Joined: Sat Mar 08, 2003 1:50 pm
Posts: 4859
Location: California/NYC
Image

Exemplary mediocrity ain't such a bad thing

I have considered myself an opponent of Ron Howard's approach to film-making ever since I saw Beautiful Mind and found it manipulative, fake, and driven by false romantic assumptions about genius and madness. Worse yet, there was the sheer skill and conviction, the demonstrated ability to make millions lap up what Howard dealt out and call it a great movie. Nonetheless I thought this might be a better one and it is -- at least in the sense of being a well made conventional boxing picture -- though I don't see quite why we need another one so soon after Million Dollar Baby -- and in the sense of having engaged my attention and, occasionally, my emotions, without leaving me seething with rage. I may have to modify my anti-Howard position after this new movie.

"Cinderella Man" was a phrase used by contemporary journalists to label the triumphal concluding phase of James Braddock's seven-year period of boxing failure, Depression hard times, and sudden rise to heavyweight champion. The conventional underdog success story Ron Howard has made of Braddock's rise-from-the-ashes saga is as well done a little epic of feel-good courage as anybody could make at this questionable time in American history. Not surprisingly, the cast had to be headed up by a New Zealander.

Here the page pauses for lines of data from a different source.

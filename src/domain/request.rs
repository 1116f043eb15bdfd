use serde::{Deserialize, Serialize};

use crate::domain::validation::ValidationError;
use crate::domain::value::{CountryIso, OrderItemStatus};

pub const DEFAULT_PAGE: u32 = 1;
pub const DEFAULT_PAGE_SIZE: u32 = 10;

#[derive(Debug, Clone, PartialEq, Eq)]
/// Filters for `dids/coverage/did_groups`.
///
/// `region_code` and `toll_free` are only sent when set; `toll_free(false)` is sent
/// as an explicit `toll_free=false`.
pub struct DidGroupsQuery {
    country_iso: CountryIso,
    region_code: Option<String>,
    toll_free: Option<bool>,
}

impl DidGroupsQuery {
    pub fn new(country_iso: CountryIso) -> Self {
        Self {
            country_iso,
            region_code: None,
            toll_free: None,
        }
    }

    /// Restrict to a region. Empty or whitespace-only codes are treated as absent.
    pub fn region_code(mut self, region_code: impl Into<String>) -> Self {
        let region_code = region_code.into();
        let trimmed = region_code.trim();
        self.region_code = (!trimmed.is_empty()).then(|| trimmed.to_owned());
        self
    }

    pub fn toll_free(mut self, toll_free: bool) -> Self {
        self.toll_free = Some(toll_free);
        self
    }

    pub fn country_iso(&self) -> &CountryIso {
        &self.country_iso
    }

    pub fn region(&self) -> Option<&str> {
        self.region_code.as_deref()
    }

    pub fn is_toll_free(&self) -> Option<bool> {
        self.toll_free
    }
}

#[derive(Debug, Clone, PartialEq, Eq)]
/// Pagination and filtering for `dids/orders`.
pub struct ListOrders {
    pub page: u32,
    pub page_size: u32,
    pub filter_by_status: Option<OrderItemStatus>,
}

impl Default for ListOrders {
    fn default() -> Self {
        Self {
            page: DEFAULT_PAGE,
            page_size: DEFAULT_PAGE_SIZE,
            filter_by_status: None,
        }
    }
}

#[derive(Debug, Clone, PartialEq, Eq)]
/// Pagination for `dids/numbers`.
pub struct ListNumbers {
    pub page: u32,
    pub page_size: u32,
}

impl Default for ListNumbers {
    fn default() -> Self {
        Self {
            page: DEFAULT_PAGE,
            page_size: DEFAULT_PAGE_SIZE,
        }
    }
}

#[derive(Debug, Clone, PartialEq, Eq, Serialize, Deserialize)]
/// Body of `POST dids/orders`.
///
/// Invariant (when built through [`CreateOrder::new`]): at least one order item.
pub struct CreateOrder {
    preview: bool,
    order_items: Vec<OrderItem>,
}

impl CreateOrder {
    pub fn new(order_items: Vec<OrderItem>) -> Result<Self, ValidationError> {
        if order_items.is_empty() {
            return Err(ValidationError::NoOrderItems);
        }
        Ok(Self {
            preview: false,
            order_items,
        })
    }

    /// Ask the API to price the order without placing it.
    pub fn preview(mut self, preview: bool) -> Self {
        self.preview = preview;
        self
    }

    pub fn is_preview(&self) -> bool {
        self.preview
    }

    pub fn order_items(&self) -> &[OrderItem] {
        &self.order_items
    }
}

#[derive(Debug, Clone, PartialEq, Eq, Serialize, Deserialize)]
/// One line of an order: a DID group plus either a quantity or explicit SKUs.
pub struct OrderItem {
    did_group_id: u64,
    #[serde(default, skip_serializing_if = "Option::is_none")]
    quantity: Option<u32>,
    #[serde(default, skip_serializing_if = "Option::is_none")]
    did_skus: Option<Vec<String>>,
}

impl OrderItem {
    pub const SKUS_FIELD: &'static str = "did_skus";

    /// Order `quantity` numbers from a DID group. A quantity of 0 is sent as-is.
    pub fn by_quantity(did_group_id: u64, quantity: u32) -> Self {
        Self {
            did_group_id,
            quantity: Some(quantity),
            did_skus: None,
        }
    }

    /// Order specific numbers (as returned by browse) from a DID group.
    pub fn by_skus(did_group_id: u64, did_skus: Vec<String>) -> Result<Self, ValidationError> {
        let did_skus = did_skus
            .into_iter()
            .map(|sku| sku.trim().to_owned())
            .filter(|sku| !sku.is_empty())
            .collect::<Vec<_>>();
        if did_skus.is_empty() {
            return Err(ValidationError::Empty {
                field: Self::SKUS_FIELD,
            });
        }
        Ok(Self {
            did_group_id,
            quantity: None,
            did_skus: Some(did_skus),
        })
    }

    pub fn did_group_id(&self) -> u64 {
        self.did_group_id
    }

    pub fn quantity(&self) -> Option<u32> {
        self.quantity
    }

    pub fn did_skus(&self) -> Option<&[String]> {
        self.did_skus.as_deref()
    }
}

The movie's steeped in period flavor which only rarely feels fake: there's a bit too much artificial snow and the period cars as usual are too shiny and perfect, but the clothes are good and the people look right. Russell Crowe himself has a face that fits very well into the sallow, downtrodden look of the Depression. I love the fleshy Irish boxing commissioner: I didn't know faces of such wonderfully glossy period smugness still existed on living actors' bodies: he's like a big, fleshier, venial FDR. Russell Crowe as Braddock and Paul Giamatti as his trainer (the character being an amalgam of the actual manager and trainer) are impeccable. Or not very peccable. Giamatti is odd, thinner-voiced and more delicate than you'd expect a denizen of the ring to be, but that in itself makes one inclined to think him more like the real thing than any usual movie version. And one just wants Giamatti, after his meteoric rise through playing losers in American Splendor and Sideways, to show us he can act a role that's neither whiney nor weird. Renée Zellweger, whom Hollywood too much loves to see as the plucky little lady, delivers the movie's most nauseatingly saccharine lines as Mrs. Braddock, but at least this isn't another of her embarrassing efforts to be elegant or busty. As the flashy villain Max Baer, who must be brought down, Craig Biro makes the transition from grinning playboy to scowling mauler with surprising, indeed incomprehensible, ease.

In looks this is meant to evoke the black and white movie, in color. Its sweaty conflicts may have more in common with Scorsese's Raging Bull than Michael Mann's Ali. But this movie isn't about a life, it's about a Depression hero, and the important scenes are of Braddock's family and work struggles, his pitiful decommissioning after a failed fight with a broken hand, entered only because of financial desperation; his struggle to find work on the docks and keep his family together with the gas and electricity cut off. Most of his history before is skipped over, and his life after is filled in only in concluding titles. What matters is the honesty, pride, and goodness of the man, teaching his boy you can't steal a sausage even when you're starving, returning all his public assistance money when he's been allowed to fight again and wins a big purse, never insulting a rival. It's also central that he took the championship from the brutal but glamorous Baer, in a moment that crystallizes his identity as Cinderella Man -- as the Depression poor's comeback kid, a boxer whose personal story gives hope to the masses. The scene when he walks out to the ring to be met by 35,000 silent, presumably adoring, fans is one of the most effective of Howard's usual numerous efforts to put a lump in the throat. A snappier moment is when Braddock's sent to dine in a posh hotel by the commissioner just prior to the fight with Baer, and Baer comes in in evening clothes with diamond-studded dames in tow. He insults Braddock and Mrs. B. throws a glass of water in his face. "You have your wife doing your fighting for you now!" Baer quips. "Isn't she somethin'?" he rejoins. The effort to contrast flashy style with modest integrity is quite effective.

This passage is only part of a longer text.